安卓10.0蓝牙HIDL的直通式初始化流程
本文仅介绍扼要的流程,没有系统化介绍。
首先从system\bt\hci\src\hci_layer_android.cc文件的函数void hci_initialize() 开始初始化:
void hci_initialize() {
LOG_INFO(LOG_TAG, "%s", __func__);
btHci = IBluetoothHci::getService();
// If android.hardware.bluetooth* is not found, Bluetooth can not continue.
CHECK(btHci != nullptr);
auto death_link = btHci->linkToDeath(bluetoothHciDeathRecipient, 0);
if (!death_link.isOk()) {
LOG_ERROR(LOG_TAG, "%s: Unable to set the death recipient for the Bluetooth HAL", __func__);
abort();
}
LOG_INFO(LOG_TAG, "%s: IBluetoothHci::getService() returned %p (%s)",
__func__, btHci.get(), (btHci->isRemote() ? "remote" : "local"));
// Block allows allocation of a variable that might be bypassed by goto.
{
android::sp<IBluetoothHciCallbacks> callbacks = new BluetoothHciCallbacks();
btHci->initialize(callbacks);
}
}
从第4行的btHci = IBluetoothHci::getService();可以看到,先从HIDL层获取BluetoothHci的实际服务的接口。IBluetoothHci::getService()的实际实现在生成的文件android\hardware\bluetooth\1.0\BluetoothHciAll.cpp中。具体位置根据不同生成时的配置不用,可以在安卓编译的out目录中查找到该文件。该文件是由hidl-gen将hidl描述文件生成的中间编译c++文件,在编译时生成该文件。接下来看该函数的实现:
1 // static 2 ::android::sp<IBluetoothHci> IBluetoothHci::getService(const std::string &serviceName, const bool getStub) { 3 return ::android::hardware::details::getServiceInternal<BpHwBluetoothHci>(serviceName, true, getStub); 4 }
细心的朋友可能会问,前面hci_layer_android.cc中hci_initialize调用的明明没有参数,而这里的具体函数实现需要2个参数。这是因为该IBluetoothHci::getService的声明中提供了2个默认参数,分别是字符串“default”和布尔变量false。可以发现该实现中,调用了一个模板函数。具体模板函数的实现下面会作介绍。我们先关注BpHwBluetoothHci模板参数,该参数是哪里来的呢?该模板参数同样是由hidl-gen生成的中间c++代码文件android\hardware\bluetooth\1.0\BpHwBluetoothHci.h中定义的。具体实如下内容(需要提醒注意的是,这些代码是由hidl-gen工具生成的):
struct BpHwBluetoothHci : public ::android::hardware::BpInterface<IBluetoothHci>, public ::android::hardware::details::HidlInstrumentor {
explicit BpHwBluetoothHci(const ::android::sp<::android::hardware::IBinder> &_hidl_impl);
typedef IBluetoothHci Pure;
typedef android::hardware::details::bphw_tag _hidl_tag;
virtual bool isRemote() const override { return true; }
// Methods from ::android::hardware::bluetooth::V1_0::IBluetoothHci follow.
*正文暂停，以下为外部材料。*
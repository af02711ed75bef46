//! Tests for subspace division.

use crate::analyzer::Analyzer;
use crate::ast::{Expr, Var};
use crate::detect::{subspace_divide, IterRange, IterRanges, SubspaceDivision};
use crate::lowering;

fn var(name: &str) -> Var {
    Var::new(name)
}

fn v(name: &str) -> Expr {
    Expr::var(var(name))
}

fn c(value: i64) -> Expr {
    Expr::int(value)
}

fn ranges(dims: &[(&str, i64, i64)]) -> IterRanges {
    dims.iter()
        .map(|(name, min, extent)| (var(name), IterRange::new(c(*min), c(*extent))))
        .collect()
}

fn truth() -> Expr {
    Expr::bool_imm(true)
}

/// `outer * extent(inner) + inner` must lower back to the original binding.
fn assert_composes_to(division: &SubspaceDivision, index: usize, expected: &Expr) {
    let analyzer = Analyzer::new();
    let (outer, inner) = &division.pairs[index];
    let outer_expr = lowering::lower_expr(&analyzer, &division.marks, &outer.source);
    let inner_expr = lowering::lower_expr(&analyzer, &division.marks, &inner.source);
    let composed = outer_expr * inner.extent.clone() + inner_expr;
    assert!(
        analyzer.can_prove_equal(&composed, expected),
        "composition {} is not {}",
        composed,
        expected
    );
}

#[test]
fn divides_fused_binding() {
    // i*10 + j*2 + k against inner {j, k}: outer extent 4, inner extent 10.
    let iters = ranges(&[("i", 0, 4), ("j", 0, 5), ("k", 0, 2)]);
    let binding = v("i") * 10 + v("j") * 2 + v("k");
    let division = subspace_divide(
        &[binding.clone()],
        &iters,
        &[var("j"), var("k")],
        &truth(),
        true,
    );
    assert_eq!(division.pairs.len(), 1);
    let (outer, inner) = &division.pairs[0];
    assert_eq!(outer.extent, c(4));
    assert_eq!(inner.extent, c(10));
    assert!(division.outer_predicate.is_const_true());
    assert!(division.inner_predicate.is_const_true());
    assert_composes_to(&division, 0, &binding);
}

#[test]
fn divides_with_inner_singleton() {
    let iters = ranges(&[("i", 0, 4), ("j", 0, 5), ("k", 0, 2)]);
    let binding = v("i") * 10 + v("j") * 2 + v("k");
    let division = subspace_divide(&[binding.clone()], &iters, &[var("k")], &truth(), true);
    assert_eq!(division.pairs.len(), 1);
    let (outer, inner) = &division.pairs[0];
    assert_eq!(outer.extent, c(20));
    assert_eq!(inner.extent, c(2));
    assert_composes_to(&division, 0, &binding);
}

#[test]
fn rejects_interleaved_subspaces() {
    // With only j inner, the ordering outer(i), inner(j), outer(k) cannot be
    // written as outer * E + inner.
    let iters = ranges(&[("i", 0, 4), ("j", 0, 5), ("k", 0, 2)]);
    let binding = v("i") * 10 + v("j") * 2 + v("k");
    let division = subspace_divide(&[binding], &iters, &[var("j")], &truth(), true);
    assert!(division.is_empty());
    assert!(!division.diagnostics.is_empty());
}

#[test]
fn predicate_bound_moves_into_inner_predicate() {
    // The fused j*2 + k mark is tightened to extent 9, which no product of
    // split extents matches, so the inner half carries the bound instead.
    let iters = ranges(&[("i", 0, 4), ("j", 0, 5), ("k", 0, 2)]);
    let binding = v("i") * 9 + v("j") * 2 + v("k");
    let predicate = (v("j") * 2 + v("k")).lt(c(9));
    let division = subspace_divide(
        &[binding.clone()],
        &iters,
        &[var("j"), var("k")],
        &predicate,
        true,
    );
    assert_eq!(division.pairs.len(), 1);
    let (outer, inner) = &division.pairs[0];
    assert_eq!(outer.extent, c(4));
    assert_eq!(inner.extent, c(9));
    // The inner predicate is exactly the tightened bound.
    assert_eq!(division.inner_predicate, (v("j") * 2 + v("k")).lt(c(9)));
    assert!(division.outer_predicate.is_const_true());
    assert_composes_to(&division, 0, &binding);
}

#[test]
fn divides_sliced_bindings_of_one_side() {
    // Both slices of x land in the inner subspace, with empty outer halves.
    let iters = ranges(&[("x", 0, 8)]);
    let bindings = [v("x").floordiv(c(4)), v("x").floormod(c(4))];
    let division = subspace_divide(&bindings, &iters, &[var("x")], &truth(), true);
    assert_eq!(division.pairs.len(), 2);
    assert!(division.pairs[0].0.extent.is_one());
    assert_eq!(division.pairs[0].1.extent, c(2));
    assert!(division.pairs[1].0.extent.is_one());
    assert_eq!(division.pairs[1].1.extent, c(4));
    assert_composes_to(&division, 0, &bindings[0]);
    assert_composes_to(&division, 1, &bindings[1]);
}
static ::android::hardware::Return<void> _hidl_initialize(::android::hardware::IInterface* _hidl_this, ::android::hardware::details::HidlInstrumentor *_hidl_this_instrumentor, const ::android::sp<::android::hardware::bluetooth::V1_0::IBluetoothHciCallbacks>& callback);
static ::android::hardware::Return<void> _hidl_sendHciCommand(::android::hardware::IInterface* _hidl_this, ::android::hardware::details::HidlInstrumentor *_hidl_this_instrumentor, const ::android::hardware::hidl_vec<uint8_t>& command);
static ::android::hardware::Return<void> _hidl_sendAclData(::android::hardware::IInterface* _hidl_this, ::android::hardware::details::HidlInstrumentor *_hidl_this_instrumentor, const ::android::hardware::hidl_vec<uint8_t>& data);
static ::android::hardware::Return<void> _hidl_sendScoData(::android::hardware::IInterface* _hidl_this, ::android::hardware::details::HidlInstrumentor *_hidl_this_instrumentor, const ::android::hardware::hidl_vec<uint8_t>& data);
static ::android::hardware::Return<void> _hidl_close(::android::hardware::IInterface* _hidl_this, ::android::hardware::details::HidlInstrumentor *_hidl_this_instrumentor);
// Methods from ::android::hardware::bluetooth::V1_0::IBluetoothHci follow.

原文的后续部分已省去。